Callao Cave

📍 Peñablanca, Cagayan, Northern Luzon

A vast limestone cave of seven great chambers lit by natural skylights — and the site where the ancient human species Homo luzonensis was discovered, deep in the karst of the Cagayan Valley.

Cave Southeast Asia 🇵🇭 Philippines 🛡️ Peñablanca Protected Landscape and Seascape; major fossil site
Callao Cave, Peñablanca, Cagayan, Northern Luzon
Photo: Ervin Malicdem (via Wikimedia Commons) · CC BY-SA 4.0

What makes it marvelous

Callao's chambers are carved from limestone karst, several of them so large that sunlight pours through natural openings in the roof, illuminating cathedral-like spaces (one chamber has been used as a chapel). Beyond its scale, the cave is globally important to science: fossils found here in 2019 were identified as a previously unknown human species, Homo luzonensis, which lived in Luzon at least 50,000–67,000 years ago — reshaping the story of early humans in Southeast Asia.

Why visit

You climb into a series of soaring stone halls, shafts of light falling through the roof onto formations and the improvised chapel. It's atmospheric and quietly profound, and it sits amid the wider Peñablanca protected landscape of caves, river, and forest — including a nightly bat exodus on the nearby Pinacanauan River.

What to know before you go

🗓️ Best time

The dry season (roughly November–April) for safe footing and river access; avoid the rainy months when the river can rise.

🧭 Getting there & access

About 30–45 minutes from Tuguegarao City in Cagayan, then a stairway up to the cave mouth. Guides and modest fees; boats on the Pinacanauan River add a bat-watching option.

Good to know

  • Time an evening on the Pinacanauan River for the spectacular bat exodus.
  • Wear grippy shoes for the stone steps and cave floor.
  • Go with a local guide and respect the chapel chamber.

Natural riches of the area

  • Extensive limestone karst caves and formations
  • The Pinacanauan River and its forested gorge
  • Large bat colonies and cave ecosystems
  • One of the most significant paleoanthropology sites in Asia

Local food

Pancit batil patung
Tuguegarao's signature noodle dish topped with egg, meat, and a poached-egg broth.
Carabao milk & pastillas
Cagayan Valley is dairy country; try fresh carabao's-milk sweets.
Longganisa & river fish
Local sausage and freshwater fish from the Pinacanauan and Cagayan rivers.
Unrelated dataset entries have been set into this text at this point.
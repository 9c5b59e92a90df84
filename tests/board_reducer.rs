use duelcalc::ui::board::{BoardIntent, BoardReducer, BoardState, RowId, Slot, MAX_SLOTS};
use duelcalc::ui::mvi::Reducer;

fn confirm(state: BoardState, row: RowId, index: usize, value: i64) -> BoardState {
    BoardReducer::reduce(state, BoardIntent::Confirm { row, index, value })
}

fn reorder(
    state: BoardState,
    row: RowId,
    source: usize,
    dest: Option<(RowId, usize)>,
) -> BoardState {
    BoardReducer::reduce(state, BoardIntent::Reorder { row, source, dest })
}

fn slot(value: Option<i64>) -> Slot {
    let mut slot = Slot::empty();
    slot.value = value;
    slot
}

/// Top row seeded with the given values, add-slots where `None`.
fn top_row(values: &[Option<i64>]) -> BoardState {
    let mut state = BoardState::default();
    state.top = values.iter().map(|v| slot(*v)).collect();
    state
}

fn values(state: &BoardState, row: RowId) -> Vec<Option<i64>> {
    state.row(row).iter().map(|slot| slot.value).collect()
}

// -- confirm and edge growth --------------------------------------------------

#[test]
fn filling_the_sole_slot_grows_both_edges() {
    let state = confirm(BoardState::default(), RowId::Top, 0, 5);
    assert_eq!(values(&state, RowId::Top), [None, Some(5), None]);
}

#[test]
fn rows_are_independent() {
    let state = confirm(BoardState::default(), RowId::Top, 0, 5);
    assert_eq!(state.row(RowId::Bottom).len(), 1);
    assert!(state.row(RowId::Bottom)[0].is_add_slot());
}

#[test]
fn overwriting_an_interior_slot_grows_nothing() {
    let state = confirm(BoardState::default(), RowId::Top, 0, 5);
    let state = confirm(state, RowId::Top, 1, 9);
    assert_eq!(values(&state, RowId::Top), [None, Some(9), None]);
}

#[test]
fn nine_first_slot_confirms_never_exceed_the_ceiling() {
    let mut state = BoardState::default();
    for i in 0..9 {
        state = confirm(state, RowId::Top, 0, i);
        assert!(state.row(RowId::Top).len() <= MAX_SLOTS);
    }
    assert_eq!(state.row(RowId::Top).len(), MAX_SLOTS);
}

#[test]
fn confirm_at_the_ceiling_adds_no_edge_slot() {
    let mut state = BoardState::default();
    for i in 0..9 {
        state = confirm(state, RowId::Top, 0, i);
    }
    let state = confirm(state, RowId::Top, 0, 99);
    assert_eq!(state.row(RowId::Top).len(), MAX_SLOTS);
    assert_eq!(state.row(RowId::Top)[0].value, Some(99));
}

#[test]
fn ceiling_is_checked_per_side() {
    // Nine slots with a filled tail: confirming the last slot still has
    // room for exactly one appended add-slot.
    let mut row: Vec<Option<i64>> = (0..9).map(|i| Some(i)).collect();
    row[0] = None;
    let state = top_row(&row);
    let state = confirm(state, RowId::Top, 8, 42);
    assert_eq!(state.row(RowId::Top).len(), MAX_SLOTS);
    assert!(state.row(RowId::Top)[9].is_add_slot());
}

#[test]
fn stale_index_confirm_is_a_noop() {
    let before = BoardState::default();
    let after = confirm(before.clone(), RowId::Top, 5, 9);
    assert_eq!(after, before);
}

// -- reorder ------------------------------------------------------------------

#[test]
fn drop_without_destination_is_a_noop() {
    let before = top_row(&[None, Some(4), Some(9), None]);
    let after = reorder(before.clone(), RowId::Top, 1, None);
    assert_eq!(after, before);
}

#[test]
fn cross_row_drop_is_a_noop() {
    let before = top_row(&[None, Some(4), Some(9), None]);
    let after = reorder(before.clone(), RowId::Top, 1, Some((RowId::Bottom, 0)));
    assert_eq!(after, before);
}

#[test]
fn leading_add_slot_is_never_displaced() {
    let state = top_row(&[None, Some(4), Some(9), None]);
    let state = reorder(state, RowId::Top, 2, Some((RowId::Top, 0)));
    assert_eq!(values(&state, RowId::Top), [None, Some(9), Some(4), None]);
}

#[test]
fn trailing_add_slot_is_never_displaced() {
    let state = top_row(&[None, Some(4), Some(9), None]);
    let state = reorder(state, RowId::Top, 1, Some((RowId::Top, 3)));
    assert_eq!(values(&state, RowId::Top), [None, Some(9), Some(4), None]);
}

#[test]
fn interior_drop_relocates_a_single_card() {
    let state = top_row(&[None, Some(1), Some(2), Some(3), None]);
    let state = reorder(state, RowId::Top, 1, Some((RowId::Top, 3)));
    assert_eq!(
        values(&state, RowId::Top),
        [None, Some(2), Some(3), Some(1), None]
    );
}

#[test]
fn reorder_keeps_slot_identity() {
    let state = top_row(&[None, Some(4), Some(9), None]);
    let moved_id = state.row(RowId::Top)[1].id;
    let state = reorder(state, RowId::Top, 1, Some((RowId::Top, 2)));
    assert_eq!(state.row(RowId::Top)[2].id, moved_id);
}

#[test]
fn out_of_bounds_source_is_a_noop() {
    let before = top_row(&[None, Some(4), None]);
    let after = reorder(before.clone(), RowId::Top, 7, Some((RowId::Top, 1)));
    assert_eq!(after, before);
}

// -- reset and sums -----------------------------------------------------------

#[test]
fn reset_replaces_the_row_with_a_fresh_add_slot() {
    let state = confirm(BoardState::default(), RowId::Top, 0, 5);
    let old_ids: Vec<_> = state.row(RowId::Top).iter().map(|s| s.id).collect();
    let state = BoardReducer::reduce(state, BoardIntent::ResetRow { row: RowId::Top });
    let slots = state.row(RowId::Top);
    assert_eq!(slots.len(), 1);
    assert!(slots[0].is_add_slot());
    assert!(!old_ids.contains(&slots[0].id));
}

#[test]
fn reset_leaves_the_other_row_alone() {
    let state = confirm(BoardState::default(), RowId::Bottom, 0, 8);
    let state = BoardReducer::reduce(state, BoardIntent::ResetRow { row: RowId::Top });
    assert_eq!(values(&state, RowId::Bottom), [None, Some(8), None]);
}

#[test]
fn row_sum_skips_add_slots() {
    let state = top_row(&[Some(4), Some(7), None]);
    assert_eq!(state.sum(RowId::Top), 11);
}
Callao Cave is one of the great show caves of the Philippines — seven cavernous chambers cut into Cagayan Valley limestone, several pierced by natural skylights that send shafts of daylight down onto the formations. One luminous chamber has long served as a chapel. Even without its scientific fame, it would be worth the climb up the stone stairway to the mouth.

But Callao carries an extraordinary claim: in 2019, fossils unearthed here were identified as an entirely new human species, Homo luzonensis, who lived on Luzon tens of thousands of years ago. That discovery rewrote part of the human story in Southeast Asia. Add the nightly bat exodus over the nearby Pinacanauan River, and Callao becomes a place where deep time, wildlife, and living faith all share the same limestone.